Segment Start: PROVIDED ENTRIES

/// Detected table, as listed by [`inspect_workbook`].
#[derive(Debug, Clone, PartialEq, Serialize)]
pub struct SpecTableOverview {
    pub n_table_idx: usize,
    /// One-based sheet row of the header.
    pub n_row_header: usize,
    pub n_data_rows: usize,
    pub order_number: String,
    pub model_name: String,
    pub n_soft_issues: usize,
}

/// Sheet choice and detected tables of an upload.
#[derive(Debug, Clone, PartialEq, Serialize)]
pub struct SpecWorkbookInspection {
    pub sheet_names: Vec<String>,
    pub source_sheet: String,
    pub tables: Vec<SpecTableOverview>,
}

type SpecAggregatedTable = (SpecNormalizedTable, SpecReportSummary, Vec<SpecColorBreakdownEntry>);

/// Generate report workbooks from packing-list workbook bytes.
///
/// `v_template` is an optional user template workbook; the built-in template
/// of `options.template_version` is used otherwise.
///
/// Returns [`ReportError`] for input-shape problems (no worksheet, no header,
/// no data rows) and template problems. Failures of single tables are
/// recorded in [`ReportRun::failures`] while the other tables continue.
pub fn generate_reports(
    v_bytes: &[u8],
    file_name: &str,
    options: &SpecReportOptions,
    v_template: Option<&[u8]>,
) -> Result<SpecGenerateOutput, ReportError> {
    check_options(options)?;
    let source = read_workbook(v_bytes)?;
    let layout = derive_template_layout(options.template_version);
    let template = resolve_template(v_template, &layout)?;
    generate_reports_from_source(&source, &derive_base_name(file_name), options, &layout, &template)
}

/// Same as [`generate_reports`] on an already decoded workbook.
pub fn generate_reports_from_source(
    source: &SpecSourceWorkbook,
    base_name: &str,
    options: &SpecReportOptions,
    layout: &SpecTemplateLayout,
    template: &SheetModel,
) -> Result<SpecGenerateOutput, ReportError> {
    let mut builder = ReportRunBuilder::default();
    let sheet = &source.source_sheet;

    let spec_segment = SpecSegmentOptions {
        spec_match: SpecMatchOptions::from(options),
        model_name: options.model_name.clone(),
    };
    let l_tables = segment_sheet(sheet, &TUP_HEADER_SIGNATURE, &spec_segment);
    if l_tables.is_empty() {
        return Err(ReportError::NoHeaderFound {
            sheet: sheet.name.clone(),
            n_rows: sheet.n_rows(),
            sheet_names: source.sheet_names.clone(),
        });
    }
    builder.add_tables_found(l_tables.len() as u64);
    info!(sheet = %sheet.name, n_tables = l_tables.len(), "detected packing-list tables");

    let mut l_tables_data = Vec::with_capacity(l_tables.len());
    for table in &l_tables {
        if table.data_rows().is_empty() {
            let msg = format!(
                "table {} (header on row {}) has no data rows; skipped",
                table.n_table_idx,
                table.n_row_start + 1
            );
            warn!("{msg}");
            builder.add_skipped();
            builder.add_warning(msg);
        } else {
            l_tables_data.push(table);
        }
    }
    if l_tables_data.is_empty() {
        return Err(ReportError::NoDataRows {
            n_tables: l_tables.len(),
        });
    }

    let n_workers_max = calculate_worker_limit(options.num_workers_max);
    let spec_normalize = SpecNormalizeOptions::from(options);
    let spec_aggregate = SpecAggregateOptions {
        weight_policy: options.weight_policy,
    };
    let l_aggregated: Vec<SpecAggregatedTable> =
        map_tables_parallel(l_tables_data, n_workers_max, &mut builder, |table| {
            let normalized = normalize_table(table, &spec_normalize);
            let (summary, l_breakdown) = aggregate_table(&normalized, &spec_aggregate);
            (normalized, summary, l_breakdown)
        });

    let l_order_numbers: Vec<&str> = l_aggregated
        .iter()
        .map(|(normalized, _, _)| normalized.order_number.as_str())
        .collect();
    let l_sheet_names = derive_sheet_names(&l_order_numbers);
    debug!(?l_sheet_names, "derived sheet names");

    let if_strict_validation = options.if_strict_validation;
    let l_jobs: Vec<(&SpecAggregatedTable, &str)> = l_aggregated
        .iter()
        .zip(l_sheet_names.iter().map(String::as_str))
        .collect();
    let l_results = map_tables_parallel(l_jobs, n_workers_max, &mut builder, |(aggregated, sheet_name)| {
        let (normalized, summary, l_breakdown) = aggregated;
        let ctx = SpecLayoutContext { layout, sheet_name };
        let generated = write_report_sheet(template, normalized, summary, l_breakdown, &ctx)?;
        let l_mismatches = if if_strict_validation {
            validate_generated_sheet(&generated, normalized, layout)
        } else {
            Vec::new()
        };
        Ok::<_, ReportError>((generated, l_mismatches))
    });

    let mut l_sheets = Vec::new();
    let mut l_totals = Vec::new();
    let mut l_mismatches: Vec<SpecStrictMismatch> = Vec::new();
    let mut err_first: Option<ReportError> = None;
    for ((normalized, summary, l_breakdown), result) in l_aggregated.iter().zip(l_results) {
        match result {
            Ok((generated, l_sheet_mismatches)) => {
                builder.add_generated(generated.n_data_rows);
                for msg in &generated.warnings {
                    builder.add_warning(format!("{}: {msg}", generated.sheet_name));
                }
                l_totals.push(SpecSheetTotals {
                    sheet_name: generated.sheet_name.clone(),
                    summary: *summary,
                    breakdown: l_breakdown.clone(),
                });
                l_mismatches.extend(l_sheet_mismatches);
                l_sheets.push(generated);
            }
            Err(err) => {
                warn!(n_table_idx = normalized.n_table_idx, error = %err, "table skipped");
                builder.add_failure(normalized.n_table_idx, err.to_string());
                err_first.get_or_insert(err);
            }
        }
    }
    if l_sheets.is_empty() {
        return Err(err_first.unwrap_or(ReportError::NoDataRows {
            n_tables: l_tables.len(),
        }));
    }

    let validation = derive_validation_report(
        l_aggregated.iter().map(|(normalized, _, _)| normalized),
        l_mismatches,
    );
    if !validation.strict_mismatches.is_empty() {
        warn!(
            n_mismatches = validation.strict_mismatches.len(),
            "generated cells differ from their source"
        );
    }

    let artifacts = assemble_artifacts(
        &l_sheets,
        options.output_mode,
        base_name,
        options.if_combined_borders,
    )?;
    builder.add_artifacts(artifacts.len() as u64);

    let report = builder.build();
    info!("{report}");
    Ok(SpecGenerateOutput {
        artifacts,
        sheets: l_sheets,
        totals: l_totals,
        validation,
        report,
    })
}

Segment End: PROVIDED ENTRIES

[PROBLEM DESCRIPTION]: Repeat exactly the lines of the material above, taking the first line, the line with "for input-shape problems", and every line between them.

[YOUR SOLUTION]:
/// Detected table, as listed by [`inspect_workbook`].
#[derive(Debug, Clone, PartialEq, Serialize)]
pub struct SpecTableOverview {
    pub n_table_idx: usize,
    /// One-based sheet row of the header.
    pub n_row_header: usize,
    pub n_data_rows: usize,
    pub order_number: String,
    pub model_name: String,
    pub n_soft_issues: usize,
}

/// Sheet choice and detected tables of an upload.
#[derive(Debug, Clone, PartialEq, Serialize)]
pub struct SpecWorkbookInspection {
    pub sheet_names: Vec<String>,
    pub source_sheet: String,
    pub tables: Vec<SpecTableOverview>,
}

type SpecAggregatedTable = (SpecNormalizedTable, SpecReportSummary, Vec<SpecColorBreakdownEntry>);

/// Generate report workbooks from packing-list workbook bytes.
///
/// `v_template` is an optional user template workbook; the built-in template
/// of `options.template_version` is used otherwise.
///
/// Returns [`ReportError`] for input-shape problems (no worksheet, no header,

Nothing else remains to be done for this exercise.